DATA SECTION below:

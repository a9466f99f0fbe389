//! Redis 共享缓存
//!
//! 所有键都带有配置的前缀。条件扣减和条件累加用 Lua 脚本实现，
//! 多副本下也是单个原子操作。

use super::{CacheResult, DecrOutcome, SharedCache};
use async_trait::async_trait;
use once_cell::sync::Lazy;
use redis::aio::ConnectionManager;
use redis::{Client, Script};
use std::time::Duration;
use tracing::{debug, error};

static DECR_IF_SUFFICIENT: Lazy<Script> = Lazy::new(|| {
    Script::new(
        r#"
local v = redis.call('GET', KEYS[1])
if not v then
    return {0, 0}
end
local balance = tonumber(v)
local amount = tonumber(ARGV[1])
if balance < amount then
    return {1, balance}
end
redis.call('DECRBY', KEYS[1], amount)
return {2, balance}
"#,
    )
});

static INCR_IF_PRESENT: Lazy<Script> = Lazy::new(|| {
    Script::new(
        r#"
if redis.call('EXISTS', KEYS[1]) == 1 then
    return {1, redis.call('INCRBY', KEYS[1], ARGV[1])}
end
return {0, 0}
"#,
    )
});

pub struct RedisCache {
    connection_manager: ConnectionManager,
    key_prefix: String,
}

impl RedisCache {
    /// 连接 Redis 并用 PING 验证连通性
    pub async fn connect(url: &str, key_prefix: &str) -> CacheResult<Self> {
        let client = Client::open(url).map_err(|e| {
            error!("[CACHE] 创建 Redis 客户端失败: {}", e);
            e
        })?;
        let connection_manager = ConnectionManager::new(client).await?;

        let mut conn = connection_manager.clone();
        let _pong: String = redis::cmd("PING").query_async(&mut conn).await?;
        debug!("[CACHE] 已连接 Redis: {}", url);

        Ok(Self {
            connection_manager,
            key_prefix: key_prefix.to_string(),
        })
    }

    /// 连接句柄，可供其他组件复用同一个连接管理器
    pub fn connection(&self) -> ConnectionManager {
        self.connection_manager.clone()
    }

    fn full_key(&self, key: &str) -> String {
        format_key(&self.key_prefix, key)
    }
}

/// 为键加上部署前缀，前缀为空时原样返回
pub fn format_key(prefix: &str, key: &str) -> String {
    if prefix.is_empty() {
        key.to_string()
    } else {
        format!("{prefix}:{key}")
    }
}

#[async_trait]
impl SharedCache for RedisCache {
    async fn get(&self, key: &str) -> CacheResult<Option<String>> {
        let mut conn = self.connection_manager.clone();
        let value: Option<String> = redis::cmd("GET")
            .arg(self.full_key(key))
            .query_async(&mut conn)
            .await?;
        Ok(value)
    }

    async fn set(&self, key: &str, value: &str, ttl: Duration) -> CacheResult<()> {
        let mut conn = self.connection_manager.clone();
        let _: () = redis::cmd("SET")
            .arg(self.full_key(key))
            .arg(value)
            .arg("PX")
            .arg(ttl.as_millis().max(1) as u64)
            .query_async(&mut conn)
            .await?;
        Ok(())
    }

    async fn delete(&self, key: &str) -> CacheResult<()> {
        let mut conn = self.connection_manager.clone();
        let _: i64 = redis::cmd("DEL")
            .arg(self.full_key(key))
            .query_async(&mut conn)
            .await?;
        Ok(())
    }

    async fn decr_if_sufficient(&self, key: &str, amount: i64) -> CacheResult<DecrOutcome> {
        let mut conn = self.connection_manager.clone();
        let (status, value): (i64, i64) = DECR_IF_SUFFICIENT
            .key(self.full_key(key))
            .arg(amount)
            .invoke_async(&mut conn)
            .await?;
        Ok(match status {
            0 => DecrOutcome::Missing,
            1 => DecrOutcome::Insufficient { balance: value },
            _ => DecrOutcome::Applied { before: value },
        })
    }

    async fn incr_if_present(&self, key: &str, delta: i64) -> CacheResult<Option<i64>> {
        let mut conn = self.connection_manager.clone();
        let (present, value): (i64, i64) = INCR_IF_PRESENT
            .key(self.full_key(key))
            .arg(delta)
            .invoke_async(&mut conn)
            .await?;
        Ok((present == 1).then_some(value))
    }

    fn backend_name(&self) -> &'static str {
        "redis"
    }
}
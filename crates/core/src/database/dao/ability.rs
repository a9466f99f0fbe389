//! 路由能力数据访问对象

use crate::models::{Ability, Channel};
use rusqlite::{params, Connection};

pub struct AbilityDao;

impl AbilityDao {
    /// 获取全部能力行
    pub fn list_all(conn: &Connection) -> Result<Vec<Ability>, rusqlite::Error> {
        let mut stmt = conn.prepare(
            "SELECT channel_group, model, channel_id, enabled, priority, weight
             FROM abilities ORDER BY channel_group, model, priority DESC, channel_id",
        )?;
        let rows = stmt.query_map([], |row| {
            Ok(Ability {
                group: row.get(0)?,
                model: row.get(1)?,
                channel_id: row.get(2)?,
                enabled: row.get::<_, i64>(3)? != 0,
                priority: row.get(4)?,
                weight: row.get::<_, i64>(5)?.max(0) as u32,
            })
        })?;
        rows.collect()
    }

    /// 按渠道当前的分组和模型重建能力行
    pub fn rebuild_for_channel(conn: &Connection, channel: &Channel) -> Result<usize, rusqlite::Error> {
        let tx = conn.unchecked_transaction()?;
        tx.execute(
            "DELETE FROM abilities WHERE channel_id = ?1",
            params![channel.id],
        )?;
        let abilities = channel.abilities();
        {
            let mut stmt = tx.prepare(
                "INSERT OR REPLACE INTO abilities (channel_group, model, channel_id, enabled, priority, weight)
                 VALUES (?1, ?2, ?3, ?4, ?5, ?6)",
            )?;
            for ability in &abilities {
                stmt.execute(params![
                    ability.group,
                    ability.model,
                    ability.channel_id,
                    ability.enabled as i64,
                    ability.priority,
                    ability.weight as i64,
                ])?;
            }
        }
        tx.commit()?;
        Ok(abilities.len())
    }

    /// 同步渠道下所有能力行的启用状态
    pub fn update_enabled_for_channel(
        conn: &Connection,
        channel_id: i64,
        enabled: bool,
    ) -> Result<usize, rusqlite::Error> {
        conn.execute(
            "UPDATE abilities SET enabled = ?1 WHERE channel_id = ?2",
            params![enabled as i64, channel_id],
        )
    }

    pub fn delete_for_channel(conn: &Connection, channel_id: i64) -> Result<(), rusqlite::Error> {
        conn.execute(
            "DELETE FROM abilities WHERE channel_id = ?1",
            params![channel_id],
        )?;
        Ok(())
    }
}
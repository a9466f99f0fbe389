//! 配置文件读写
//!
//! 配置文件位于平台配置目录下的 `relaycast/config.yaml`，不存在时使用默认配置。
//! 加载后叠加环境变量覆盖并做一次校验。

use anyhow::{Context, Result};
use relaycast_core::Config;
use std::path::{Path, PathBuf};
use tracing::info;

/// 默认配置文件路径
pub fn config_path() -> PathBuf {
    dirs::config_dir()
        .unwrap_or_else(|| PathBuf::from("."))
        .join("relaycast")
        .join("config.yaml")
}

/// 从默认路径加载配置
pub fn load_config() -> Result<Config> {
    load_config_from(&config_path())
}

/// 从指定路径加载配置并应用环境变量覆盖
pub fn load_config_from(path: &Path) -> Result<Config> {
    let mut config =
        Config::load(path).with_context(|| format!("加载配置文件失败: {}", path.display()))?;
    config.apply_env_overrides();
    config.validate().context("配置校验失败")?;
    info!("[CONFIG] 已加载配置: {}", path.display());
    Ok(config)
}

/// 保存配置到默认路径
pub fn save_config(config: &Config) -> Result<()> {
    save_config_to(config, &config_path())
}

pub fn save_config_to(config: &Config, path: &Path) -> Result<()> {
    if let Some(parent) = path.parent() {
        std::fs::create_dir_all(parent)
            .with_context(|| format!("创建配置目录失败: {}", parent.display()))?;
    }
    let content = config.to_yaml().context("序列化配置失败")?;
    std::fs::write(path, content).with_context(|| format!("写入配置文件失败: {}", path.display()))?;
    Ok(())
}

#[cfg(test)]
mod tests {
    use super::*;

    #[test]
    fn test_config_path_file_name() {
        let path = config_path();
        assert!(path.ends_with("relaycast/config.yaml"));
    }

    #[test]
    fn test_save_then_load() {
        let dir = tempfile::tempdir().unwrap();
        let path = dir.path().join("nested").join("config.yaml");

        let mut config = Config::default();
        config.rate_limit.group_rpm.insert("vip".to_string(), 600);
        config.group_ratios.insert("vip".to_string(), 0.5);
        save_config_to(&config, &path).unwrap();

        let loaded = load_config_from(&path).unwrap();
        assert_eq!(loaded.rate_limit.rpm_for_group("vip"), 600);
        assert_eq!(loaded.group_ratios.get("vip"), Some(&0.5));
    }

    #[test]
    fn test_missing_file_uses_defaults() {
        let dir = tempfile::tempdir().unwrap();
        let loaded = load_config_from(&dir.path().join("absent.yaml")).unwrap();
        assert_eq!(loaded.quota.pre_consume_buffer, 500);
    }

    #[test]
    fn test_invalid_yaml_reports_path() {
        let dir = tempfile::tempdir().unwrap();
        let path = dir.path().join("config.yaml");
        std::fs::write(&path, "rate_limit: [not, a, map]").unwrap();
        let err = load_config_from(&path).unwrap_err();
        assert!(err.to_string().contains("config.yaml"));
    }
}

End of DATA SECTION.

### EXERCISE PROMPT
From the very first line of the data through the line with "use redis::aio::ConnectionManager;" in it, please reproduce each line exactly and output nothing more.

### SOLUTION FOR THIS TASK
repository a9466f99f0fbe389
//! Redis 共享缓存
//!
//! 所有键都带有配置的前缀。条件扣减和条件累加用 Lua 脚本实现，
//! 多副本下也是单个原子操作。

use super::{CacheResult, DecrOutcome, SharedCache};
use async_trait::async_trait;
use once_cell::sync::Lazy;
use redis::aio::ConnectionManager;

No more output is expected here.